MGH program helps close gap in health disparities
Eduardo A. de Oliveira | 7/6/2010, 9:31 p.m.
On the month that the Disparities Solutions Center (DSC) at Boston’s Massachusetts General Hospital (MGH) reached its fifth year, Dr. Joseph R. Betancourt, the program director, recalls the case of a Latino patient who did not know he had diabetes.
“He didn’t understand what he needed to do,” Dr. Betancourt explained. “Once he enrolled in our diabetes program and was able to meet regularly with someone who speaks his language, and took small steps that made the difference, his diabetes was in wonderful control.”
Dr. Betancourt has good reason to be proud. He started a program with three employees on his staff that has since grown to include a $3 million budget and national impact.

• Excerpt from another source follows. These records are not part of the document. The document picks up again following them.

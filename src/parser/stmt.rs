//! Generic statement tree
//!
//! The lexically-resolved but semantically unchecked form both readers
//! produce: every statement is a keyword (or extension instance), an
//! optional argument, and a list of sub-statements.

use crate::keywords::{Keyword, KeywordOrCustom};

/// One statement of a module, in either surface form.
///
/// Equality is structural: keyword, argument, and children; source
/// positions are ignored so trees from different surface forms compare.
#[derive(Debug, Clone)]
pub struct Statement {
    /// The statement's keyword, or the extension instance naming
    pub keyword: KeywordOrCustom,
    /// The statement argument, if present
    pub arg: Option<String>,
    /// Sub-statements in source order
    pub children: Vec<Statement>,
    /// Line of the statement keyword (1-based)
    pub line: usize,
    /// Column of the statement keyword (1-based)
    pub column: usize,
}

impl PartialEq for Statement {
    fn eq(&self, other: &Self) -> bool {
        self.keyword == other.keyword
            && self.arg == other.arg
            && self.children == other.children
    }
}

impl Eq for Statement {}

impl Statement {
    /// Create a statement with a fixed keyword
    pub fn new(keyword: Keyword, arg: Option<String>) -> Self {
        Self {
            keyword: KeywordOrCustom::Keyword(keyword),
            arg,
            children: Vec::new(),
            line: 0,
            column: 0,
        }
    }

    /// The fixed keyword of this statement, if it is not an extension instance
    pub fn fixed_keyword(&self) -> Option<Keyword> {
        match &self.keyword {
            KeywordOrCustom::Keyword(kw) => Some(*kw),
            KeywordOrCustom::Custom(..) => None,
        }
    }

    /// Whether this statement is an extension instance
    pub fn is_custom(&self) -> bool {
        matches!(self.keyword, KeywordOrCustom::Custom(..))
    }

    /// Iterate the children carrying the given fixed keyword
    pub fn children_of(&self, kw: Keyword) -> impl Iterator<Item = &Statement> {
        self.children
            .iter()
            .filter(move |c| c.fixed_keyword() == Some(kw))
    }

    /// The first child carrying the given fixed keyword
    pub fn child(&self, kw: Keyword) -> Option<&Statement> {
        self.children_of(kw).next()
    }

    /// The argument of the first child carrying the given fixed keyword
    pub fn child_arg(&self, kw: Keyword) -> Option<&str> {
        self.child(kw).and_then(|c| c.arg.as_deref())
    }
}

The DSC was motivated by Unequal Treatment, a landmark report delivered by the Institute of Medicine that revealed striking disparities in the quality of health care services delivered to minority and white patients.
During its five years of existence, the Disparities Solutions Center’s approach has been multi-faceted. From organizing the Disparities Leadership Program, which were workshops targeting hospitals and health plan officials, to addressing medical errors in hospitalized limited-English proficient patients to launching web seminars, the DSC embraced the ambitious task of eliminating health disparities.
“Health disparities can be defeated, but many patients from migrant populations and racial minorities are not able to do it themselves,” said Eddie Horta, a Cape Verdean diabetes coach at MGH, in Chelsea, Mass.
Located in one of the state’s most diverse communities, MGH employs two nurses, a physician, a physical therapist, two mental health specialists and one nutritionist in its disparities solutions effort.
“Simply put, having access to health services helps diminish disparities,” said Leandro Porto, one of the health center’s Portuguese interpreters.
“When migrant patients know there’s someone at the hospital that comes from the same background, they feel less intimidated in accessing care,” Porto added.
Gov. Deval Patrick praised the DSC as a program that sustained the broader definition of community.
“The notion of community I learned in South side Chicago, in the ’50s and ’60s, when every child was in the jurisdiction of every single adult on the block,” Patrick said. “So if you messed up down the street in front of Ms. Jones, she would straight[en] you out as if you were hers. And then call home, so you could get it two times.”
But Patrick also credited Massachusetts Health Reform of 2006 as responsible in bridging the health access gap between white and minority patients.
“Boston’s uninsured rate fell 82 percent, Fall River’s, 76 percent,” Patrick notes. “Universal coverage is closer to reality in the Commonwealth of Massachusetts than anywhere in the United States.”
But the governor said there’s still a lot of work to do. Citing a recent study conducted by the state’s department of Health and Human Services, Patrick said that an African American child born in Worcester is four times less likely to celebrate his first birthday than the average child.
“That’s a moral issue,” Patrick explained. “That’s why I thank you for treating health care as a public good.”
In its early days, the DSC had to prove — even to medical personnel — that the concept of health disparities was something practical to be combated. But after reaching out to diabetic Cambodians in Revere, or Latinos in Chelsea, the program gained momentum and was able to spread its guidelines nationally.
Now, says Dr. Betancourt, the goal is to expand nationally in the next five years.
For Horta, any nation around the globe can replicate this program.
“It doesn’t cost a lot of money and is free for the patient,” Horta said. “You need to have health coaches and the right people at the right place.”